On the way to SF we stopped at a cherry stand. Big Surprise.
Saturday Lunch -
I also made a lettuce wrap with veggie deli slices and hummus. I wasn’t that hungry since I ate so many chips and stuff. I made Ben a ham sandwich bagel.
I also had a salad topped with crab. I didn’t like the crab on it, too cold and plain. I wanted something warm and buttery since I had been watching people eat crab from the shell outside. I pushed most of the crab away and ate the salad. I also had a ton of fries and calamari from Ben’s plate.
We went to Ghirardelli Square for dessert after a walk back to the hotel for a pants change. I was wearing a skirt and it was too cold! Luckily it was a nice little walk to let dinner settle before dessert.
We ordered a sundae with 1 scoop of each: chocolate and mint chip ice cream, topped with dark chocolate sauce, whipped cream and a dark chocolate square. We also got a cup of drinking chocolate that came with biscotti. Heaven. The chocolate sauce on the ice cream is made from their dark chocolate, it was so rich and delicious. I think there were even spots where there was too much sauce! But, I’m not complaining.
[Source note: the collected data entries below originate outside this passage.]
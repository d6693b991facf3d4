//! Search form and results

use fhir_portal_core::{ResourceKind, ResourceSummary};

use super::{attr, esc, page};
use crate::flash::Flash;
use crate::paths;

pub fn form(flash: Option<&Flash>) -> String {
    let kinds: String = ResourceKind::ALL
        .iter()
        .map(|kind| format!(r#"<option value="{0}">{0}</option>"#, kind.as_str()))
        .collect();

    let fieldsets: String = ResourceKind::ALL
        .iter()
        .map(|kind| {
            let inputs: String = kind
                .filters()
                .iter()
                .map(|(field, param)| {
                    format!(
                        r#"<p><label for="{field}">{param}</label><input type="text" id="{field}" name="{field}"></p>"#,
                    )
                })
                .collect();
            format!(
                "<fieldset><legend>{}</legend>\n{}</fieldset>\n",
                kind.as_str(),
                inputs
            )
        })
        .collect();

    let body = format!(
        r#"<form method="post" action="{action}">
<p><label for="resource_type">Resource type</label>
<select id="resource_type" name="resource_type">{kinds}</select></p>
<p>Only the filters of the selected resource type are used.</p>
{fieldsets}<button type="submit">Search</button>
</form>"#,
        action = paths::SEARCH,
    );

    page("Search", flash, &body)
}

pub fn results(
    flash: Option<&Flash>,
    kind: ResourceKind,
    params: &[(String, String)],
    results: &[ResourceSummary],
) -> String {
    let criteria = if params.is_empty() {
        "no filters".to_string()
    } else {
        params
            .iter()
            .map(|(name, value)| format!("{}={}", esc(name), esc(value)))
            .collect::<Vec<_>>()
            .join(", ")
    };

    let rows: String = results
        .iter()
        .map(|result| {
            let id = if kind == ResourceKind::Patient {
                format!(
                    r#"<a href="{}">{}</a>"#,
                    attr(&paths::summary(&result.id)),
                    esc(&result.id)
                )
            } else {
                esc(&result.id).into_owned()
            };
            format!(
                "<tr><td>{}</td><td>{}</td><td>{}</td></tr>\n",
                id,
                esc(&result.title),
                esc(&result.detail)
            )
        })
        .collect();

    let body = format!(
        r#"<p>{count} {kind} results for {criteria}.</p>
<table>
<thead><tr><th>ID</th><th>Title</th><th>Detail</th></tr></thead>
<tbody>
{rows}</tbody>
</table>
<p><a href="{search}">New search</a></p>"#,
        count = results.len(),
        search = paths::SEARCH,
    );

    page("Search Results", flash, &body)
}

#[cfg(test)]
mod tests {
    use super::*;

    #[test]
    fn test_form_lists_every_kind() {
        let html = form(None);

        for kind in ResourceKind::ALL {
            assert!(html.contains(&format!(r#"<option value="{0}">{0}</option>"#, kind)));
        }
        assert!(html.contains(r#"name="practitioner_city""#));
        assert!(html.contains(r#"name="medication_request_status""#));
    }

    #[test]
    fn test_results_link_patients_only() {
        let result = ResourceSummary {
            resource_type: "Patient".into(),
            id: "p1".into(),
            title: "Jane <Doe>".into(),
            detail: "1980-05-12".into(),
        };
        let params = vec![("family".to_string(), "Doe".to_string())];

        let patients = results(None, ResourceKind::Patient, &params, &[result.clone()]);
        let observations = results(None, ResourceKind::Observation, &[], &[result]);

        assert!(patients.contains(r#"<a href="/hl7/patient_summary/fhir/p1">p1</a>"#));
        assert!(patients.contains("Jane &lt;Doe&gt;"));
        assert!(patients.contains("1 Patient results for family=Doe."));
        assert!(!observations.contains("<a href=\"/hl7/patient_summary/fhir/p1\">"));
        assert!(observations.contains("no filters"));
    }
}
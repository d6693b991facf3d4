//! Safe navigation through untyped FHIR JSON
//!
//! Paths are dot-separated. A numeric segment indexes into an array, any other
//! segment looks up an object key: `"name.0.given.0"`. A missing key, an
//! out-of-range index or a segment applied to the wrong kind of node all
//! resolve to `None` instead of failing.

use serde_json::Value as JsonValue;

/// Resolve `path` against `value`.
///
/// An empty path returns the value itself.
pub fn lookup<'a>(value: &'a JsonValue, path: &str) -> Option<&'a JsonValue> {
    if path.is_empty() {
        return Some(value);
    }

    path.split('.').try_fold(value, |node, segment| match node {
        JsonValue::Array(items) => segment.parse::<usize>().ok().and_then(|i| items.get(i)),
        JsonValue::Object(map) => map.get(segment),
        _ => None,
    })
}

/// Resolve `path` to a non-empty string.
pub fn lookup_str<'a>(value: &'a JsonValue, path: &str) -> Option<&'a str> {
    lookup(value, path)
        .and_then(JsonValue::as_str)
        .filter(|s| !s.is_empty())
}

/// Resolve `path` to an array, treating anything else as empty.
pub fn lookup_array<'a>(value: &'a JsonValue, path: &str) -> &'a [JsonValue] {
    lookup(value, path)
        .and_then(JsonValue::as_array)
        .map(Vec::as_slice)
        .unwrap_or(&[])
}

/// First element of a repeated element.
///
/// Upstream servers and older revisions of the create form disagree on
/// whether some elements (`managingOrganization`, `contact.address`) are a
/// single object or a list, so a bare object is accepted as its own first
/// element.
pub fn first<'a>(value: &'a JsonValue, path: &str) -> Option<&'a JsonValue> {
    match lookup(value, path)? {
        JsonValue::Array(items) => items.first(),
        JsonValue::Null => None,
        other => Some(other),
    }
}

/// Render a scalar leaf as display text.
///
/// Strings are returned verbatim, booleans and numbers use their JSON text.
/// Containers and null have no scalar rendering.
pub fn scalar_text(value: &JsonValue) -> Option<String> {
    match value {
        JsonValue::String(s) if !s.is_empty() => Some(s.clone()),
        JsonValue::Bool(b) => Some(b.to_string()),
        JsonValue::Number(n) => Some(n.to_string()),
        _ => None,
    }
}
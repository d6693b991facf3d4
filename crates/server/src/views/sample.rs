//! Sample bundle and CDA preview pages

use super::{esc, page};
use crate::flash::Flash;
use crate::paths;

pub fn bundle_json(flash: Option<&Flash>, pretty_json: &str) -> String {
    let body = format!(
        r#"<p>A patient summary bundle with one allergy, medication, condition and procedure.
<a href="{cda}">View it as CDA</a>.</p>
<form method="post" action="{upload}">
  <button type="submit">Upload the sample patient to the FHIR server</button>
</form>
<pre><code>{json}</code></pre>"#,
        cda = paths::SAMPLE_CDA,
        upload = paths::SAMPLE_UPLOAD,
        json = esc(pretty_json),
    );

    page("Sample Patient Summary", flash, &body)
}

pub fn cda(flash: Option<&Flash>, xml: &str) -> String {
    let body = format!(
        r#"<p>The sample bundle converted to a simplified CDA document.</p>
<pre><code>{}</code></pre>"#,
        esc(xml)
    );

    page("Sample CDA Document", flash, &body)
}
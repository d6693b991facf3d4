//! URL paths of the portal pages

pub const INDEX: &str = "/";
pub const SAMPLE_JSON: &str = "/hl7/patient_summary/fhir/json";
pub const SAMPLE_CDA: &str = "/hl7/patient_summary/cda";
pub const SAMPLE_UPLOAD: &str = "/hl7/patient_summary/fhir/upload";
pub const PATIENT_LIST: &str = "/hl7/patient_summary/fhir/select";
pub const SEARCH: &str = "/hl7/patient_summary/fhir/patient/search";
pub const SELECT_PATIENT: &str = "/hl7/patient_summary/fhir/patient";
pub const SUMMARY: &str = "/hl7/patient_summary/fhir/{patient_id}";
pub const EDIT: &str = "/hl7/patient_summary/fhir/patient/edit";
pub const NEW: &str = "/hl7/patient_summary/fhir/patient/new";
pub const DELETE: &str = "/hl7/patient_summary/fhir/patient/delete";
pub const HEALTH: &str = "/health";
pub const METRICS: &str = "/metrics";

/// Last segments of fixed pages that shadow `{patient_id}` in [`SUMMARY`]
const RESERVED_IDS: [&str; 4] = ["json", "select", "patient", "upload"];

/// Summary page of a patient. Ids that collide with a fixed page go through
/// the `?patient_id=` form of [`SELECT_PATIENT`] instead.
pub fn summary(patient_id: &str) -> String {
    if RESERVED_IDS.contains(&patient_id) {
        return format!(
            "{}?patient_id={}",
            SELECT_PATIENT,
            urlencoding::encode(patient_id)
        );
    }
    format!("/hl7/patient_summary/fhir/{}", urlencoding::encode(patient_id))
}

pub fn edit(patient_id: &str) -> String {
    format!("{}?patient_id={}", EDIT, urlencoding::encode(patient_id))
}

pub fn delete(patient_id: &str) -> String {
    format!("{}?patient_id={}", DELETE, urlencoding::encode(patient_id))
}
Because I have a problem with food I am going to be honest here. I figured I totally pigged out today. I ate a lot and was very full. I actually was overly full and felt like crap. So, I went back to the hotel room and ate the rest of the chocolate chip cookie from Friday night and a piece of a chocolate walnut cookie. Why? I don’t know, if I did know I wouldn’t have such a struggle losing weight. I used to have a major problem with the binge eating/restricting cycle. I am doing very well now. But, sometimes I do go back to my past bad habits. I am writing this for accountability. I am very ashamed of this, but the only way I can stop is to identify why I do it and find a way to stop.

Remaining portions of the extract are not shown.